Ultimately, what helped Kenosha undergo a successful transformation was its location. Just like the manufacturing boom brought so many people and jobs to the city in the 1950s, so have recent industry trends done so at the turn of the century and up until today.
It’s the reason Kenosha is thriving now, when so many other factory towns that went through things like Kenosha did in the late 1980s never got back to prosperity.
“We did better here,” Collins said. “We did better here than most other places that have been through this. Not because of the terrific, the visionary, leadership of John Collins, but rather because of our location within the Chicago area.

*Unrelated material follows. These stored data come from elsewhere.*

use nalgebra::Vector3;

/// Mean and population standard deviation; zero spread for a single sample.
pub fn mean_and_stdev(values: &[f64]) -> (f64, f64) {
    if values.is_empty() {
        return (f64::NAN, f64::NAN);
    }
    let n = values.len() as f64;
    let mean = values.iter().sum::<f64>() / n;
    let variance = values.iter().map(|v| (v - mean).powi(2)).sum::<f64>() / n;
    (mean, variance.sqrt())
}

/// Element-wise mean and population standard deviation of per-atom vectors, one set per
/// ensemble member.
pub fn vector_mean_and_stdev(
    members: &[Vec<Vector3<f64>>],
) -> (Vec<Vector3<f64>>, Vec<Vector3<f64>>) {
    let Some(first) = members.first() else {
        return (Vec::new(), Vec::new());
    };
    let n = members.len() as f64;
    let n_atoms = first.len();

    let mut mean = vec![Vector3::zeros(); n_atoms];
    for member in members {
        for (m, v) in mean.iter_mut().zip(member) {
            *m += v;
        }
    }
    mean.iter_mut().for_each(|m| *m /= n);

    let mut variance = vec![Vector3::zeros(); n_atoms];
    for member in members {
        for ((var, v), m) in variance.iter_mut().zip(member).zip(&mean) {
            let d = v - m;
            *var += d.component_mul(&d);
        }
    }
    let stdev = variance.iter().map(|v| (v / n).map(f64::sqrt)).collect();
    (mean, stdev)
}

#[cfg(test)]
mod tests {
    use super::*;

    fn f64_approx_equal(a: f64, b: f64) -> bool {
        (a - b).abs() < 1e-12
    }

    #[test]
    fn single_sample_has_zero_spread() {
        assert_eq!(mean_and_stdev(&[-40.5]), (-40.5, 0.0));
    }

    #[test]
    fn population_stdev_divides_by_n() {
        let (mean, stdev) = mean_and_stdev(&[1.0, 2.0, 3.0, 4.0]);
        assert!(f64_approx_equal(mean, 2.5));
        assert!(f64_approx_equal(stdev, 1.25f64.sqrt()));
    }

    #[test]
    fn vector_statistics_are_element_wise() {
        let members = vec![
            vec![Vector3::new(1.0, 0.0, -2.0), Vector3::new(0.0, 0.0, 0.0)],
            vec![Vector3::new(3.0, 0.0, -2.0), Vector3::new(0.0, 4.0, 0.0)],
        ];
        let (mean, stdev) = vector_mean_and_stdev(&members);
        assert_eq!(mean[0], Vector3::new(2.0, 0.0, -2.0));
        assert_eq!(mean[1], Vector3::new(0.0, 2.0, 0.0));
        assert_eq!(stdev[0], Vector3::new(1.0, 0.0, 0.0));
        assert_eq!(stdev[1], Vector3::new(0.0, 2.0, 0.0));
    }

    #[test]
    fn empty_input_has_no_statistics() {
        let (mean, stdev) = vector_mean_and_stdev(&[]);
        assert!(mean.is_empty() && stdev.is_empty());
        assert!(mean_and_stdev(&[]).0.is_nan());
    }
}
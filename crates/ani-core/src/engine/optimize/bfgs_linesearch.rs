use super::linesearch::{LineSearch, normalize_tiny_direction, search_structure};
use super::{DEFAULT_MAX_STEP, Optimizer, Structure};
use crate::engine::error::ComputeError;
use nalgebra::{DMatrix, DVector};

/// Initial inverse Hessian, in Å²/eV.
pub const DEFAULT_INVERSE_HESSIAN: f64 = 0.1;

/// BFGS on the inverse Hessian with a strong-Wolfe line search along each direction.
#[derive(Debug, Clone)]
pub struct BfgsLineSearch {
    pub max_step: f64,
    pub inverse_hessian_guess: f64,
    search: LineSearch,
    inverse_hessian: Option<DMatrix<f64>>,
    /// Positions, gradient and search direction at the start of the previous step.
    previous: Option<(DVector<f64>, DVector<f64>, DVector<f64>)>,
    previous_energy: Option<f64>,
    curvature: bool,
}

impl Default for BfgsLineSearch {
    fn default() -> Self {
        Self {
            max_step: DEFAULT_MAX_STEP,
            inverse_hessian_guess: DEFAULT_INVERSE_HESSIAN,
            search: LineSearch::default(),
            inverse_hessian: None,
            previous: None,
            previous_energy: None,
            curvature: false,
        }
    }
}

impl BfgsLineSearch {
    fn update(&mut self, r: &DVector<f64>, g: &DVector<f64>) {
        let n = r.len();
        if self.inverse_hessian.is_none() {
            self.inverse_hessian = Some(DMatrix::identity(n, n) * self.inverse_hessian_guess);
            return;
        }
        let (Some(h), Some((r0, g0, p0))) = (self.inverse_hessian.as_mut(), self.previous.as_ref())
        else {
            return;
        };
        // Only learn from steps whose end point flattened the slope along the old direction.
        if !self.curvature || g.dot(p0).abs() >= g0.dot(p0).abs() {
            return;
        }
        let dr = r - r0;
        let dg = g - g0;
        let dgdr = dg.dot(&dr);
        if !(dgdr.is_finite() && dgdr > 0.0) {
            return;
        }
        let rho = 1.0 / dgdr;
        let identity = DMatrix::<f64>::identity(n, n);
        let a1 = &identity - (&dr * dg.transpose()) * rho;
        let a2 = &identity - (&dg * dr.transpose()) * rho;
        *h = &a1 * &*h * &a2 + (&dr * dr.transpose()) * rho;
    }
}

impl Optimizer for BfgsLineSearch {
    fn step(&mut self, structure: &mut Structure<'_>) -> Result<(), ComputeError> {
        let r = structure.flat_positions();
        let g = -structure.flat_forces()?;
        self.update(&r, &g);
        let energy = structure.energy()?;

        let Some(h) = &self.inverse_hessian else {
            return Err(ComputeError::NonFinite("inverse Hessian"));
        };
        let mut p = -(h * &g);
        normalize_tiny_direction(&mut p, structure.n_atoms());
        let mut slope = g.dot(&p);
        if !(slope < 0.0) {
            // The approximation lost positive definiteness; start over.
            let n = r.len();
            self.inverse_hessian = Some(DMatrix::identity(n, n) * self.inverse_hessian_guess);
            p = &g * -self.inverse_hessian_guess;
            normalize_tiny_direction(&mut p, structure.n_atoms());
            slope = g.dot(&p);
        }

        let accepted = search_structure(
            &self.search,
            structure,
            &r,
            &p,
            energy,
            slope,
            self.previous_energy,
            self.max_step,
        )?;
        self.curvature = accepted.curvature;
        self.previous_energy = Some(energy);
        self.previous = Some((r, g, p));
        Ok(())
    }
}
//! # Workflows Module
//!
//! High-level entry points that evaluate an entire `cms_schema` document.
//!
//! ## Overview
//!
//! A workflow takes a parsed [`Document`](crate::core::schema::Document), validates every step
//! and configuration against the potentials they name, loads each potential once, and then runs
//! the steps in order. Each step is marked successful or failed on the document itself, and
//! successful steps append their results records to every configuration.
//!
//! ## Architecture
//!
//! - **Compute Workflow** ([`compute`]) - Single-point ensemble evaluation and structure
//!   optimization of every configuration, with per-step failure recording.

pub mod compute;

“… People were moving here in droves from northern Illinois, and businesses moved here from northern Illinois, so we were able to maintain economic viability because of our proximity to the Chicago market.”
Travel and baseball
Following his tenure as County Executive, Collins did some consulting work and then went to work in Madison – still residing in Kenosha, however – for the Wisconsin Department of Workforce Development.
When Jim Doyle was elected governor in 2003, Collins was brought into Doyle’s administration, managing operations for the Wisconsin Department of Financial Institutions.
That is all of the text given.